The Data Practice team has been tasked with building data maturity within NSW Government. We’ve been experimenting with tools and technologies, working to support agencies with their specific needs involving data and insights. A reoccurring theme in our discussions has been around how to prepare meaningful data visualisations.
We all know that the way you present your data can make a world of difference. Whether it’s graphs, charts or infographics, the way it’s visualised impacts how the audience understands and analyses trends or inconsistencies in the underlying data. But, even seasoned data experts can falter when it comes to visually representing their information, so I’ve put together some tips to lead you to data visualisation success.
Understand your data
Before you start compiling a visualisation of your data, it’s a good idea to invest some time in understanding what your metrics mean. If you don’t understand what your data is telling you, it’s unlikely that your audience will.
Remember your audience
Who is the visualisation for? Why are they looking at it? Building a visualisation with the needs of your audience in mind is arguably the most important part of the process. After all, what use is a pretty visualisation if nobody looks at it, or worse, they look at it and don’t see any value in it?

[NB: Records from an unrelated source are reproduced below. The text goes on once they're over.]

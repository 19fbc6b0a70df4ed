//! Item — the single resource exposed by the API.

use serde::{Deserialize, Serialize};
use serde_json::{Map, Value};

use crate::error::ValidationError;
use crate::id::ItemId;

/// A named magnitude identified by an integer.
///
/// Items are built from request input, echoed back, and dropped. They are
/// never stored.
#[derive(Debug, Clone, PartialEq, Serialize, Deserialize)]
pub struct Item {
    pub id: ItemId,
    pub name: String,
    pub value: f64,
}

impl Item {
    /// Create a builder for constructing an [`Item`].
    #[must_use]
    pub fn builder() -> ItemBuilder {
        ItemBuilder::default()
    }
}

/// Step-by-step builder for [`Item`].
#[derive(Debug, Default)]
pub struct ItemBuilder {
    id: Option<ItemId>,
    name: Option<String>,
    value: Option<f64>,
}

impl ItemBuilder {
    #[must_use]
    pub fn id(mut self, id: i64) -> Self {
        self.id = Some(ItemId::new(id));
        self
    }

    #[must_use]
    pub fn name(mut self, name: impl Into<String>) -> Self {
        self.name = Some(name.into());
        self
    }

    #[must_use]
    pub fn value(mut self, value: f64) -> Self {
        self.value = Some(value);
        self
    }

    /// Consume the builder and return an [`Item`].
    ///
    /// # Errors
    ///
    /// Returns [`ValidationError::MissingField`] for the first unset field,
    /// checked in `id`, `name`, `value` order.
    pub fn build(self) -> Result<Item, ValidationError> {
        Ok(Item {
            id: self.id.ok_or(ValidationError::MissingField { field: "id" })?,
            name: self
                .name
                .ok_or(ValidationError::MissingField { field: "name" })?,
            value: self
                .value
                .ok_or(ValidationError::MissingField { field: "value" })?,
        })
    }
}

/// Look up a field, treating an explicit `null` the same as an absent key.
fn required<'a>(
    object: &'a Map<String, Value>,
    field: &'static str,
) -> Result<&'a Value, ValidationError> {
    match object.get(field) {
        None | Some(Value::Null) => Err(ValidationError::MissingField { field }),
        Some(value) => Ok(value),
    }
}

impl TryFrom<Value> for Item {
    type Error = ValidationError;

    /// Shape-check a JSON document field by field.
    ///
    /// Unknown keys are ignored. Integers are accepted for `value` and
    /// widened to `f64`; `id` must be a JSON integer that fits in `i64`.
    fn try_from(document: Value) -> Result<Self, Self::Error> {
        let Value::Object(object) = document else {
            return Err(ValidationError::NotAnObject);
        };

        let id = required(&object, "id")?
            .as_i64()
            .ok_or(ValidationError::InvalidType {
                field: "id",
                expected: "integer",
            })?;
        let name = required(&object, "name")?
            .as_str()
            .ok_or(ValidationError::InvalidType {
                field: "name",
                expected: "string",
            })?;
        let value = required(&object, "value")?
            .as_f64()
            .ok_or(ValidationError::InvalidType {
                field: "value",
                expected: "number",
            })?;

        Item::builder().id(id).name(name).value(value).build()
    }
}
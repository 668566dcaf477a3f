//! HTTP side of the hachoir viewer client.
//!
//! [`ViewerClient`] talks to the viewer script: form-encoded POSTs whose HTML
//! answer is streamed back in pieces, plus field downloads and file uploads.
//! [`ViewerSession`] is the page controller built on top of it.

mod client;
mod session;

pub use client::{
    CompletedResponse, DEFAULT_REQUEST_ATTEMPTS, Download, DownloadKind, FORM_CONTENT_TYPE,
    ReadyState, ResponseUpdate, UPLOAD_LIMIT_BYTES, UpdatePolicy, ViewerClient,
    ViewerClientConfig, ViewerClientError, format_http_error,
};
pub use session::{UpdateOutcome, ViewerSession};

Keeping your audience in mind will help you tailor the content to their needs. And if you’re not sure, you could always ask. Consulting your audience in the development phase of a prototype is a great way to make sure you stay on track. Remember, you may need to build multiple visualisations for various stakeholders based on the same dataset; sometimes one size just doesn’t fit all.
Clean data is good
Invest time in cleaning your data set before you start work on a visualisation. Trust me, there is nothing worse than coming up with a beautiful visualisation only to realise that the underlying data is full of gaps, incorrect data types or typos, rendering your work useless.
Consider technology
What technology are you going to use to design and deploy your visualisation? There are so many options (Tableau, DOMO, Data Studio, R Studio, Power BI are just some), each with their own pros and cons. Ultimately, the technology you choose will be dependent on your specific data and audience. Mapping out how each technology will connect to your data will help to safeguard against wasting time, and licensing fees in some cases, on a technology that is not fit for your purpose. So, prepare your preferred visualisations, deploy to your users and update over time.